Shared value ethics requires businesses to pursue profits, and also requires businesses to value social and environmental welfare. Social and environmental engagement is pursued when profitable. Perceiving social/environmental initiatives as independently valuable is thought to create profit opportunities.
Values
Profit
Respect for laws, regulations and commonly accepted codes for operation
Social and environmental welfare hold autonomous value independent of bottom line concerns, but are pursued only within the profit-making operation, only insofar as they create profit.
Responsibilities
Gear decisions to the economic rules of the marketplace
Checked for compliance with the letter (and potentially with the spirit) of applicable laws, regulations and accepted practices
Identify broader social and environmental needs
Pursue opportunities to increase profit while serving the broader social and environmental welfare.
Key concepts
Shared value splits the difference between marketplace and social responsibility theories.
From the marketplace side, shared value accepts the premise that businesses are obligated to orient all actions around the ideal of increasing profit. Shared value rejects the marketplace premise that social and environmental initiatives tend to be antithetical to the pursuit of profit: social and environmental initiatives are acknowledged - though not necessarily pursued - as part of normal business.
From the social responsibility side, shared value accepts the concept of businesses as citizens with social and environmental responsibilities that are independent of the profit-making operation. Shared value rejects the premise that social responsibility implies wealth redistribution; instead, social responsibility implies wealth creation under the premise that perceiving social/environmental initiatives as independently valuable creates profit opportunities..
Shared value claims to escape the zero-sum game dividing marketplace ethics from social responsibility theories. It opposes the thesis that corporate social responsibility is ethically reproachable because money is being stolen from owners (shareholders) by directors and executives for their own charitable projects.
Shared value rests on the assumption that an eye to broad social and environmental needs opens the way to new profit-making operations. The theory's key weakness is that it fails to clearly distinguish this strategy from normal management practice which includes the search for new profit opportunities wherever they may appear. The response is that shared value ethics allows social/environmental initiatives that are not as profitable as the business's core operation, but this reopens the question about theft from shareholders.
Hard questions
Do contributions to social welfare or environmental stewardship count when undertaken only if they increase profit?
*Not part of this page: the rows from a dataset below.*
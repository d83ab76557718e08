//! Run report
//!
//! The durable record of a build: what was produced, what could not be
//! resolved, what the dictionary got wrong about itself, and whether the
//! store agrees with what was produced.

use std::collections::{BTreeMap, BTreeSet};
use std::path::Path;
use std::time::Duration;

use serde::Serialize;

use crate::dictionary::SchemaStats;
use crate::error::{ParseDegradation, Result, SchemaInconsistency, UnresolvedReference};
use crate::fs_utils;
use crate::merge::{HaltCause, MergeFailure, MergeReport, MergeTier};
use crate::model::{BusinessKey, Entity, EntityKind, RelationKind, TypeTag};
use crate::pipeline::{DumpSummary, Extraction};
use crate::resolver::StageSummary;
use crate::store::GraphStore;

/// Number of confidence histogram buckets over [0, 1]
pub const CONFIDENCE_BUCKETS: usize = 10;

#[derive(Debug, Clone, Serialize)]
pub struct DecodeReport {
    pub entries: usize,
    pub malformed: usize,
    pub dumps: Vec<DumpSummary>,
}

#[derive(Debug, Clone, Serialize)]
pub struct UnresolvedReport {
    pub total: usize,
    /// Resolved code references over all code references
    pub resolution_rate: f64,
    pub by_reason: BTreeMap<String, usize>,
    pub references: Vec<UnresolvedReference>,
}

/// Produced count against what the store holds afterwards
#[derive(Debug, Clone, PartialEq, Serialize)]
pub struct CountCheck {
    pub kind: String,
    pub produced: usize,
    pub stored: usize,
}

impl CountCheck {
    /// Stores may hold more than one run produced, never less
    pub fn is_missing(&self) -> bool {
        self.stored < self.produced
    }
}

/// Counts and structural checks read back from a store
#[derive(Debug, Clone, Default, Serialize)]
pub struct StoreSummary {
    pub nodes: BTreeMap<String, usize>,
    pub edges: BTreeMap<String, usize>,
    pub files_without_fields: Vec<String>,
}

impl StoreSummary {
    pub fn collect(store: &dyn GraphStore) -> Result<Self> {
        let mut summary = Self::default();
        for kind in EntityKind::ALL {
            summary
                .nodes
                .insert(kind.to_string(), store.node_count(Some(kind))?);
        }
        for kind in RelationKind::ALL {
            summary
                .edges
                .insert(kind.to_string(), store.edge_count(Some(kind))?);
        }
        summary.files_without_fields =
            store.nodes_without_edge(EntityKind::File, RelationKind::ContainsField)?;
        Ok(summary)
    }
}

#[derive(Debug, Clone, Serialize)]
pub struct Validation {
    pub passed: bool,
    pub nodes: Vec<CountCheck>,
    pub edges: Vec<CountCheck>,
    /// Files in the store with no CONTAINS_FIELD edge
    pub files_without_fields: Vec<String>,
    /// Pointer fields produced without a POINTS_TO edge
    pub pointer_fields_without_target: Vec<String>,
}

/// Compare the store against one run's output
pub fn validate_store(store: &dyn GraphStore, extraction: &Extraction) -> Result<Validation> {
    let summary = StoreSummary::collect(store)?;
    let nodes: Vec<CountCheck> = EntityKind::ALL
        .into_iter()
        .map(|kind| CountCheck {
            kind: kind.to_string(),
            produced: extraction.entity_count(kind),
            stored: summary.nodes.get(kind.as_str()).copied().unwrap_or(0),
        })
        .collect();
    let edges: Vec<CountCheck> = RelationKind::ALL
        .into_iter()
        .map(|kind| CountCheck {
            kind: kind.to_string(),
            produced: extraction.relationship_count(kind),
            stored: summary.edges.get(kind.as_str()).copied().unwrap_or(0),
        })
        .collect();
    let pointer_fields_without_target = pointer_fields_without_target(extraction);

    let missing: Vec<&CountCheck> = nodes.iter().chain(&edges).filter(|c| c.is_missing()).collect();
    for check in &missing {
        tracing::warn!(
            "[VALIDATE] {}: produced {}, store holds {}",
            check.kind,
            check.produced,
            check.stored
        );
    }
    if !summary.files_without_fields.is_empty() {
        tracing::warn!(
            "[VALIDATE] {} files have no fields",
            summary.files_without_fields.len()
        );
    }
    Ok(Validation {
        passed: missing.is_empty(),
        nodes,
        edges,
        files_without_fields: summary.files_without_fields,
        pointer_fields_without_target,
    })
}

fn pointer_fields_without_target(extraction: &Extraction) -> Vec<String> {
    let linked: BTreeSet<&BusinessKey> = extraction
        .relationships
        .iter()
        .filter(|r| r.kind == RelationKind::PointsTo)
        .filter_map(|r| extraction.ctx.key(r.from))
        .collect();
    extraction
        .entities
        .iter()
        .filter_map(|e| match e {
            Entity::Field(field) if field.tags.contains(TypeTag::Pointer) => Some(e.key()),
            _ => None,
        })
        .filter(|key| !linked.contains(key))
        .map(|key| key.render())
        .collect()
}

/// Per-kind histogram of edge confidence in 0.1 buckets
pub fn confidence_histogram(extraction: &Extraction) -> BTreeMap<String, [usize; CONFIDENCE_BUCKETS]> {
    let mut histogram: BTreeMap<String, [usize; CONFIDENCE_BUCKETS]> = BTreeMap::new();
    for rel in &extraction.relationships {
        let bucket = ((rel.confidence * CONFIDENCE_BUCKETS as f64).floor() as usize)
            .min(CONFIDENCE_BUCKETS - 1);
        histogram.entry(rel.kind.to_string()).or_default()[bucket] += 1;
    }
    histogram
}

/// Where a halted merge stopped
#[derive(Debug, Clone, Serialize)]
pub struct HaltSummary {
    pub tier: MergeTier,
    pub cause: HaltCause,
    pub failed_batches: Vec<usize>,
    pub committed_batches: Vec<usize>,
    pub pending_records: usize,
}

impl From<&MergeFailure> for HaltSummary {
    fn from(failure: &MergeFailure) -> Self {
        Self {
            tier: failure.tier,
            cause: failure.cause.clone(),
            failed_batches: failure.failed_batches.clone(),
            committed_batches: failure.committed_batches.clone(),
            pending_records: failure.pending.len(),
        }
    }
}

#[derive(Debug, Clone, Serialize)]
pub struct RunReport {
    pub generated_at: String,
    pub duration_ms: u64,
    pub dry_run: bool,
    pub entities: BTreeMap<String, usize>,
    pub relationships: BTreeMap<String, usize>,
    pub stages: Vec<StageSummary>,
    pub decode: DecodeReport,
    pub schema: SchemaStats,
    pub inconsistencies: Vec<SchemaInconsistency>,
    pub degradations: Vec<ParseDegradation>,
    pub unresolved: UnresolvedReport,
    pub confidence: BTreeMap<String, [usize; CONFIDENCE_BUCKETS]>,
    pub merge: MergeReport,
    /// Set when the merge halted before committing everything
    pub halt: Option<HaltSummary>,
    pub validation: Option<Validation>,
}

impl RunReport {
    pub fn new(
        extraction: &Extraction,
        merge: MergeReport,
        validation: Option<Validation>,
        elapsed: Duration,
    ) -> Self {
        let mut entities = BTreeMap::new();
        for kind in EntityKind::ALL {
            entities.insert(kind.to_string(), extraction.entity_count(kind));
        }
        let mut relationships = BTreeMap::new();
        for kind in RelationKind::ALL {
            relationships.insert(kind.to_string(), extraction.relationship_count(kind));
        }

        let resolved = [RelationKind::Calls, RelationKind::Invokes, RelationKind::Accesses]
            .into_iter()
            .map(|k| extraction.relationship_count(k))
            .sum::<usize>();
        let unresolved = extraction.unresolved.len();
        let mut by_reason = BTreeMap::new();
        for reference in &extraction.unresolved {
            *by_reason.entry(reference.reason.to_string()).or_insert(0) += 1;
        }

        Self {
            generated_at: chrono::Utc::now().to_rfc3339(),
            duration_ms: elapsed.as_millis() as u64,
            dry_run: merge.dry_run,
            entities,
            relationships,
            stages: extraction.stages.clone(),
            decode: DecodeReport {
                entries: extraction.dumps.iter().map(|d| d.stats.entries).sum(),
                malformed: extraction.dumps.iter().map(|d| d.stats.malformed).sum(),
                dumps: extraction.dumps.clone(),
            },
            schema: extraction.schema_stats.clone(),
            inconsistencies: extraction.inconsistencies.clone(),
            degradations: extraction.degradations.clone(),
            unresolved: UnresolvedReport {
                total: unresolved,
                resolution_rate: resolution_rate(resolved, unresolved),
                by_reason,
                references: extraction.unresolved.clone(),
            },
            confidence: confidence_histogram(extraction),
            merge,
            halt: None,
            validation,
        }
    }

    pub fn to_json(&self) -> Result<String> {
        Ok(serde_json::to_string_pretty(self)?)
    }

    pub fn write(&self, path: &Path) -> Result<()> {
        fs_utils::write_atomic(path, self.to_json()?.as_bytes())?;
        tracing::info!("[REPORT] written to {}", path.display());
        Ok(())
    }

    /// One-line totals for the log
    pub fn log_summary(&self) {
        tracing::info!(
            "[REPORT] {} entities, {} relationships, {} unresolved ({:.1}% resolved), {} inconsistencies, {} degraded routines",
            self.entities.values().sum::<usize>(),
            self.relationships.values().sum::<usize>(),
            self.unresolved.total,
            self.unresolved.resolution_rate * 100.0,
            self.inconsistencies.len(),
            self.degradations.len()
        );
    }
}

fn resolution_rate(resolved: usize, unresolved: usize) -> f64 {
    match resolved + unresolved {
        0 => 1.0,
        total => resolved as f64 / total as f64,
    }
}

#[cfg(test)]
mod tests {
    use super::*;
    use crate::config::EngineConfig;
    use crate::pipeline::{DumpInput, Pipeline, PipelineInput, RoutineInput};
    use crate::store::MemoryGraphStore;
    use tempfile::TempDir;

    fn input() -> PipelineInput {
        PipelineInput {
            dumps: vec![DumpInput::inline(
                "DD.zwr",
                "^DD(2,0)=\"PATIENT^DPT\"\n^DD(2,.01,0)=\"NAME^F^^0;1\"\n^DD(2,.3,0)=\"WARD^P42'^DIC(42,^.3;1\"\n^DD(9,0)=\"EMPTY^X\"\n",
            )],
            routines: vec![RoutineInput::inline(
                "DG10",
                "DG10 ;test\n D EN^NOWHERE\n D MISSING\n S X=^DPT(1,0)\n Q\n",
            )],
            ..Default::default()
        }
    }

    #[test]
    fn test_resolution_rate() {
        assert_eq!(resolution_rate(0, 0), 1.0);
        assert_eq!(resolution_rate(3, 1), 0.75);
    }

    #[test]
    fn test_report_counts_and_unresolved() {
        let store = MemoryGraphStore::new();
        let report = Pipeline::new(EngineConfig::default())
            .unwrap()
            .run(&input(), &store)
            .unwrap();
        assert_eq!(report.entities["File"], 2);
        assert_eq!(report.entities["Routine"], 1);
        assert_eq!(report.unresolved.total, 2);
        assert_eq!(report.unresolved.by_reason["unknown routine"], 1);
        assert_eq!(report.unresolved.by_reason["unknown label"], 1);
        assert!((report.unresolved.resolution_rate - 1.0 / 3.0).abs() < 1e-9);
        assert_eq!(report.inconsistencies.len(), 1);
    }

    #[test]
    fn test_validation_flags_structural_gaps() {
        let store = MemoryGraphStore::new();
        let report = Pipeline::new(EngineConfig::default())
            .unwrap()
            .run(&input(), &store)
            .unwrap();
        let validation = report.validation.unwrap();
        assert!(validation.passed);
        assert_eq!(validation.files_without_fields, vec!["9".to_string()]);
        assert_eq!(validation.pointer_fields_without_target, vec!["2|.3".to_string()]);
    }

    #[test]
    fn test_histogram_buckets() {
        let extraction = Pipeline::new(EngineConfig::default())
            .unwrap()
            .extract(&input())
            .unwrap();
        let histogram = confidence_histogram(&extraction);
        // CONTAINS_FIELD edges are parser-confirmed
        assert_eq!(histogram["CONTAINS_FIELD"][9], 2);
        assert_eq!(histogram["ACCESSES"].iter().sum::<usize>(), 1);
    }

    #[test]
    fn test_write_report() {
        let temp = TempDir::new().unwrap();
        let path = temp.path().join("out").join("report.json");
        let report = Pipeline::new(EngineConfig::default())
            .unwrap()
            .run(&input(), &MemoryGraphStore::new())
            .unwrap();
        report.write(&path).unwrap();
        let json: serde_json::Value =
            serde_json::from_str(&std::fs::read_to_string(&path).unwrap()).unwrap();
        assert_eq!(json["dry_run"], false);
        assert!(json["generated_at"].is_string());
    }
}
Theoretically, there's a difference between the social marketplace (which acknowledges and reacts to social needs because there is a profit opportunity) and shared value (which acknowledges social needs independently, and reacts when there's a profit opportunity). But, does the theoretical distinction make any difference in practice?
Examples
One of Nestlé’s fastest growing
divisions. Nespresso combines a sophisticated
espresso machine with single-cup aluminum
capsules containing ground coffees from around the
world. The product offers quality, convenience and the environmental blight of mountains of spent aluminum pods. Obtaining a reliable supply of specialized coffees
is extremely challenging: most coffees are
grown by small farmers in impoverished rural areas
of Africa and Latin America, who are trapped in a
cycle of low productivity, poor quality, and environmental
degradation that limits production volume.
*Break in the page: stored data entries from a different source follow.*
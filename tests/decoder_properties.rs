//! Property tests for the dump decoder
//!
//! Generated entries are encoded in dump syntax, decoded again and compared.

use proptest::prelude::*;

use vista_graph::dictionary::{decode_line, DictionaryDecoder, DumpEntry, DumpValue, Subscript};

fn store_name() -> impl Strategy<Value = String> {
    ("%?", "[A-Z][A-Z0-9]{0,7}").prop_map(|(pct, name)| format!("{}{}", pct, name))
}

fn number() -> impl Strategy<Value = String> {
    prop_oneof![
        (0u32..100_000).prop_map(|n| n.to_string()),
        (0u32..1000, 1u32..1000).prop_map(|(int, frac)| format!("{}.{}", int, frac)),
        (1u32..1000).prop_map(|frac| format!(".{}", frac)),
        (1u32..1000).prop_map(|n| format!("-{}", n)),
    ]
}

/// Any single-line text, quotes and separators included
fn text() -> impl Strategy<Value = String> {
    "[^\r\n]{0,24}"
}

fn subscript() -> impl Strategy<Value = Subscript> {
    prop_oneof![number().prop_map(Subscript::Num), text().prop_map(Subscript::Str)]
}

fn value() -> impl Strategy<Value = DumpValue> {
    prop_oneof![number().prop_map(DumpValue::Num), text().prop_map(DumpValue::Str)]
}

fn entry() -> impl Strategy<Value = DumpEntry> {
    (store_name(), prop::collection::vec(subscript(), 0..6), value()).prop_map(
        |(store, subscripts, value)| DumpEntry {
            store,
            subscripts,
            value,
            line_number: 1,
        },
    )
}

proptest! {
    #[test]
    fn encoded_entries_decode_to_the_same_triple(original in entry()) {
        let line = original.encode();
        let decoded = decode_line(&line, 1);
        prop_assert!(decoded.is_ok(), "failed to decode {:?}: {:?}", line, decoded);
        let decoded = decoded.unwrap();
        prop_assert_eq!(&decoded, &original);
        prop_assert_eq!(decoded.encode(), line);
    }

    #[test]
    fn streamed_dump_yields_every_entry(entries in prop::collection::vec(entry(), 1..20)) {
        let mut text = String::from("GT.M MUPIP EXTRACT\nZWR\n");
        for entry in &entries {
            text.push_str(&entry.encode());
            text.push('\n');
        }

        let mut decoder = DictionaryDecoder::new(text.as_bytes(), "prop.zwr");
        let decoded: Vec<DumpEntry> = decoder.by_ref().collect();
        prop_assert_eq!(decoded.len(), entries.len());
        for (got, want) in decoded.iter().zip(&entries) {
            prop_assert_eq!(&got.store, &want.store);
            prop_assert_eq!(&got.subscripts, &want.subscripts);
            prop_assert_eq!(&got.value, &want.value);
        }
        prop_assert_eq!(decoder.stats().malformed, 0);
        prop_assert_eq!(decoder.stats().header_lines, 2);
    }

    #[test]
    fn multi_line_values_are_joined(head in "[a-z ]{0,12}", tail in "[a-z ]{1,12}") {
        let text = format!("^DD(2,.01,21,1,0)=\"{}\n{}\"\n^DD(2,0)=\"PATIENT\"\n", head, tail);
        let mut decoder = DictionaryDecoder::new(text.as_bytes(), "prop.zwr");
        let first = decoder.next();
        prop_assert!(first.is_some());
        let first = first.unwrap();
        let expected = format!("{}\n{}", head, tail);
        prop_assert_eq!(first.value(), expected.as_str());
        prop_assert_eq!(first.line_number, 1);
        let second = decoder.next();
        prop_assert!(second.is_some());
        let second = second.unwrap();
        prop_assert_eq!(second.value(), "PATIENT");
        prop_assert_eq!(decoder.stats().continued_entries, 1);
    }

    #[test]
    fn arbitrary_lines_never_panic(line in "\\PC{0,64}") {
        let _ = decode_line(&line, 1);
    }
}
To address these issues, Nestlé redesigned procurement.
It worked intensively with its growers, providing
advice on farming practices, guaranteeing
bank loans, and helping secure inputs such as plant
stock, pesticides, and fertilizers. Nestlé established
local facilities to measure the quality of the coffee
at the point of purchase, which allowed it to pay a
premium for better beans directly to the growers
and thus improve their incentives. Greater yield per
hectare and higher production quality increased
growers’ incomes, and the environmental impact of farms shrank. Meanwhile, Nestlé’s reliable supply
of good coffee grew significantly. Shared value was
created. Nestlé found a societal need - poverty in rural coffee-producing areas - and developed a two-sided initiative: anti-poverty and improved coffee supply.
(Adapted from Porter, Michael, and Kramer, Mark. Creating Shared Value. Harvard Business Review)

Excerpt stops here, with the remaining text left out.